Whatever will they think of next for Germany’s hard-pressed grammar schools? First, curriculum changes were introduced so that they would have to harass youngsters to complete nine years’ secondary work in eight.
Now Berlin’s education authorities are planning to “raffle” 30 per cent of grammar-school places, starting next summer, to ensure more “social justice” when admitting pupils. All places are currently allotted on academic merit or residential proximity.
Inevitably, the plans have unleashed a storm of protest. “A random selection procedure of this nature makes no pedagogical sense at all,” said Heinz-Elmar Tenorth, an education expert at Berlin’s Humboldt University.
Pupils at Berlin’s Beethoven Gymnasium, a renowned grammar school that will be affected by the scheme, agreed. “A pupil who doesn’t have good marks may still feel they have the right to try their luck at a school like ours,” explained 15-year-old Hanna Zabel. “But will that make it the right school for them?”
Co-pupil Robin Huper agreed. “Gifted children will be left hanging around while teachers struggle to help pupils who can’t cope with the work,” he said.
Still, Jurgen Zollner, the Social Democratic Education Minister for the city state of Berlin, believes the idea has its merits. “This is the best way to ensure equal opportunity for socially disadvantaged children who would otherwise have no hope of making it to a grammar school,” he said.
The headmaster at the Beethoven Gymnasium, Wolfgang Harnischfeger, doubts whether children could cope with all this. “I feel it would be disconcerting for them to be put in such a position,” he said. “They may fit in socially but if they don’t succeed academically, they have to leave. It’s cynical, really.”

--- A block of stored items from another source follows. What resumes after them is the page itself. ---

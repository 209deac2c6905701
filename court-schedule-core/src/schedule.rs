use std::collections::HashSet;
use std::ops::Deref;
use std::vec::IntoIter;

use crate::render::{Renderer, ScheduleView};
use crate::{Error, Match, Result, Roster, TeamId};

#[cfg(feature = "serde")]
use serde::{Deserialize, Serialize};

/// Returns the number of matches in a round robin between `n` teams.
#[inline]
pub const fn match_count(n: usize) -> usize {
    n * n.saturating_sub(1) / 2
}

/// The order of play on a single court.
///
/// Index 0 is the first match to be played. A `Schedule` returned by [`compute_schedule`] always
/// passes [`validate`].
///
/// [`compute_schedule`]: crate::compute_schedule
/// [`validate`]: Self::validate
#[derive(Clone, Debug, Default, PartialEq, Eq)]
#[repr(transparent)]
#[cfg_attr(feature = "serde", derive(Serialize, Deserialize))]
#[cfg_attr(feature = "serde", serde(transparent))]
pub struct Schedule {
    matches: Vec<Match>,
}

impl Schedule {
    /// Checks that the `Schedule` is a complete round robin between `n` teams: every pair of
    /// teams in `1..=n` meets exactly once and no other team appears.
    ///
    /// # Errors
    ///
    /// Returns the first violation found.
    pub fn validate(&self, n: usize) -> Result<()> {
        let expected = match_count(n);
        if self.matches.len() != expected {
            return Err(Error::InvalidNumberOfMatches {
                expected,
                found: self.matches.len(),
            });
        }

        let mut seen = HashSet::with_capacity(expected);

        for m in &self.matches {
            for team in m.teams {
                if team.get() == 0 || team.get() > n {
                    return Err(Error::InvalidTeam {
                        id: team.get(),
                        length: n,
                    });
                }
            }

            let (first, second) = m.pair();
            if first == second {
                return Err(Error::SelfMatch { id: first.get() });
            }

            if !seen.insert((first, second)) {
                return Err(Error::DuplicateMatch {
                    first: first.get(),
                    second: second.get(),
                });
            }
        }

        Ok(())
    }

    /// Returns the positions of all matches whose teams include a team from the match directly
    /// before it.
    pub fn back_to_back(&self) -> Vec<usize> {
        self.matches
            .windows(2)
            .enumerate()
            .filter(|(_, window)| window[0].shares_team(&window[1]))
            .map(|(index, _)| index + 1)
            .collect()
    }

    /// Returns an iterator over the positions of all matches `team` plays in.
    pub fn matches_of(&self, team: TeamId) -> impl Iterator<Item = usize> + '_ {
        self.matches
            .iter()
            .enumerate()
            .filter(move |(_, m)| m.contains(team))
            .map(|(index, _)| index)
    }

    /// Renders the `Schedule` together with the team names from `roster` using the given
    /// [`Renderer`].
    ///
    /// # Errors
    ///
    /// Returns an error if the `Schedule` is not a complete round robin of the teams in `roster`.
    pub fn render<R>(&self, roster: &Roster, renderer: &mut R) -> Result<()>
    where
        R: Renderer,
    {
        let view = ScheduleView::new(self, roster)?;
        renderer.render(view);
        Ok(())
    }

    #[inline]
    pub fn into_matches(self) -> Vec<Match> {
        self.matches
    }
}

impl Deref for Schedule {
    type Target = [Match];

    #[inline]
    fn deref(&self) -> &Self::Target {
        &self.matches
    }
}

impl<U> PartialEq<U> for Schedule
where
    U: AsRef<[Match]>,
{
    #[inline]
    fn eq(&self, other: &U) -> bool {
        self.matches == other.as_ref()
    }
}

impl From<Vec<Match>> for Schedule {
    #[inline]
    fn from(matches: Vec<Match>) -> Self {
        Self { matches }
    }
}

impl IntoIterator for Schedule {
    type Item = Match;
    type IntoIter = IntoIter<Match>;

    #[inline]
    fn into_iter(self) -> Self::IntoIter {
        self.matches.into_iter()
    }
}

impl<'a> IntoIterator for &'a Schedule {
    type Item = &'a Match;
    type IntoIter = std::slice::Iter<'a, Match>;

    #[inline]
    fn into_iter(self) -> Self::IntoIter {
        self.matches.iter()
    }
}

Many pupils potentially eligible for the scheme could come from schools such as Berlin’s Erika-Mann, which has a high proportion from migrant backgrounds and with serious learning difficulties.
Karin Babbe, the school’s head, has doubts about whether her pupils may get a chance they could not otherwise have had. “It has nothing to do with fairness,” she said. Equal opportunity, she thinks, can only come from good education.